Prof Gerry O'Driscoll: Yeah, look HFpEF is really difficult and it's a whole other night's conversation, so the HFpEF in Australia is somebody who has got an ejection fraction above 50%. Normal ejection fraction is around 60% or so. So in that bunch, you've got some guys who really have reduced ejection fraction, but we're calling HFpEF. The clinical trials that have been done have been a total mess, because there were different definitions, sometimes it is above 40%, sometimes 50, sometimes it was 35, sometimes it was whatever. A lot of them were just people who were fat and who were hypertensive and never had heart failure. They were just a bit short of breath and because of that, they had trials that didn't have the right people involved and we didn't show any benefit with any of the drugs.
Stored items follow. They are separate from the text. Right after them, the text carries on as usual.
use crate::auth::API_KEY_HEADER;
use crate::handlers;
use crate::models::{
    CreateUserRequest, EnrichedUserView, ErrorResponse, UserRecord, UsersResponse,
    ValidationErrorResponse,
};
use axum::{http::StatusCode, response::IntoResponse, Json};
use utoipa::openapi::security::{ApiKey, ApiKeyValue, SecurityScheme};
use utoipa::{Modify, OpenApi};

/// Path of the generated OpenAPI document.
pub const OPENAPI_PATH: &str = "/v3/api-docs";

/// Path of the Swagger UI page.
pub const SWAGGER_UI_PATH: &str = "/swagger-ui";
pub const SWAGGER_UI_INDEX_PATH: &str = "/swagger-ui/index.html";

#[derive(OpenApi)]
#[openapi(
    info(
        title = "User Service API",
        version = "v1",
        description = "REST service for user management."
    ),
    paths(
        handlers::list_users,
        handlers::create_user,
        handlers::get_user_by_cpf
    ),
    components(schemas(
        UserRecord,
        CreateUserRequest,
        EnrichedUserView,
        UsersResponse,
        ValidationErrorResponse,
        ErrorResponse
    )),
    modifiers(&SecurityAddon),
    tags((name = "users", description = "User management endpoints"))
)]
pub struct ApiDoc;

struct SecurityAddon;

impl Modify for SecurityAddon {
    fn modify(&self, openapi: &mut utoipa::openapi::OpenApi) {
        if let Some(components) = openapi.components.as_mut() {
            components.add_security_scheme(
                "api_key",
                SecurityScheme::ApiKey(ApiKey::Header(ApiKeyValue::new(API_KEY_HEADER))),
            );
        }
    }
}

/// Serves the generated OpenAPI document as JSON.
pub async fn serve_openapi_spec() -> impl IntoResponse {
    Json(ApiDoc::openapi())
}

/// Serves a Swagger UI page pointed at [`OPENAPI_PATH`].
pub async fn serve_swagger_ui() -> impl IntoResponse {
    let html = format!(
        r#"
<!DOCTYPE html>
<html lang="en">
<head>
    <meta charset="UTF-8">
    <meta name="viewport" content="width=device-width, initial-scale=1.0">
    <title>User Service API - Swagger UI</title>
    <link rel="stylesheet" type="text/css" href="https://unpkg.com/swagger-ui-dist@5/swagger-ui.css">
    <style>
        body {{ margin: 0; padding: 0; }}
    </style>
</head>
<body>
    <div id="swagger-ui"></div>
    <script src="https://unpkg.com/swagger-ui-dist@5/swagger-ui-bundle.js"></script>
    <script src="https://unpkg.com/swagger-ui-dist@5/swagger-ui-standalone-preset.js"></script>
    <script>
        window.onload = function() {{
            window.ui = SwaggerUIBundle({{
                url: "{openapi_path}",
                dom_id: '#swagger-ui',
                deepLinking: true,
                presets: [
                    SwaggerUIBundle.presets.apis,
                    SwaggerUIStandalonePreset
                ],
                layout: "StandaloneLayout"
            }});
        }};
    </script>
</body>
</html>
"#,
        openapi_path = OPENAPI_PATH
    );

    (
        StatusCode::OK,
        [(axum::http::header::CONTENT_TYPE, "text/html; charset=utf-8")],
        html,
    )
}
Prof Gerry O'Driscoll: If you zoom out of that and try to look at the totality of what's available in the clinical trial data, there's a continuum for ejection fraction, so above and below 50% doesn't mean you've got HFpEF and it doesn't mean you got HFrEF. It is on the definition for guidelines, but it makes no sense, women are smaller than men in general, so they’re ejection fractions are different. The guidelines are based on men's ejection fractions again 50-60% men, so out of all that waffle, we don't have a convincing trial of benefit for sure, but in people who have got some reduction in the ejection fraction, we're talking 55-57 and below maybe, using the same kind of drugs, particularly probably spironolactone beyond the rest and again there's no overwhelming benefit there. That seems to be a good thing to do, blocking the renin-angiotensin system seems to be a good thing to do, and then you're stuck with managing the symptoms with a loop diuretic, which is a nightmare because their ventricles are stiff. If you give them too much they go dry, the kidneys go off and if you don't give them enough, they feel short of breath and it's a real juggling match. And to deal with that, sometimes we ended up putting in invasive monitors in people, kind of like a pacemaker that measures your pulmonary artery pressures to help you adjust the diuretics, not a big thing in Australia, but it has been shown to be beneficial. So, the short answer is we tend to treat people with preserved ejection fraction whatever that term means with the same drugs. We haven't been able to show as much benefit with those drugs as people who've got reduced ejection fraction. It seems to be the case that women benefit more than men if they've got preserved ejection fraction with the same drugs. Yeah, so not a simple answer. There's not a trial saying yeah we've got the magic bullet for HFpEF and the other thing is that if you're looking at people who have got diastolic dysfunction which is a different thing. Diastolic dysfunction is a parameter of ______. A lot of them don't have heart failure and actually a lot of them have got nothing wrong with their heart. We're just measuring changes that happen with age.
Dr Rafal Francikiewicz: Fantastic. Thank you very much Gerry. We're running a little bit over time. That was a brilliant presentation, so thank you very much on behalf of all attendees. I must say one noble symptom I'll be looking for now is bendopnea. That is a term, first time I came across that one.
Dr Rafal Francikiewicz: But that was really great. I'm afraid that's all we have time for this evening. Thank you very much to everyone for attending and we hope you enjoyed the webinar.
Dr Rafal Francikiewicz: A big thank you to our presenter, Gerry for sharing his knowledge and time this evening and also thanks to our webinar partner Medtronic and obviously RACGP for allowing this happen tonight. Have a good night everybody and we'll see you next time.
Prof Gerry O'Driscoll: Thank you very much.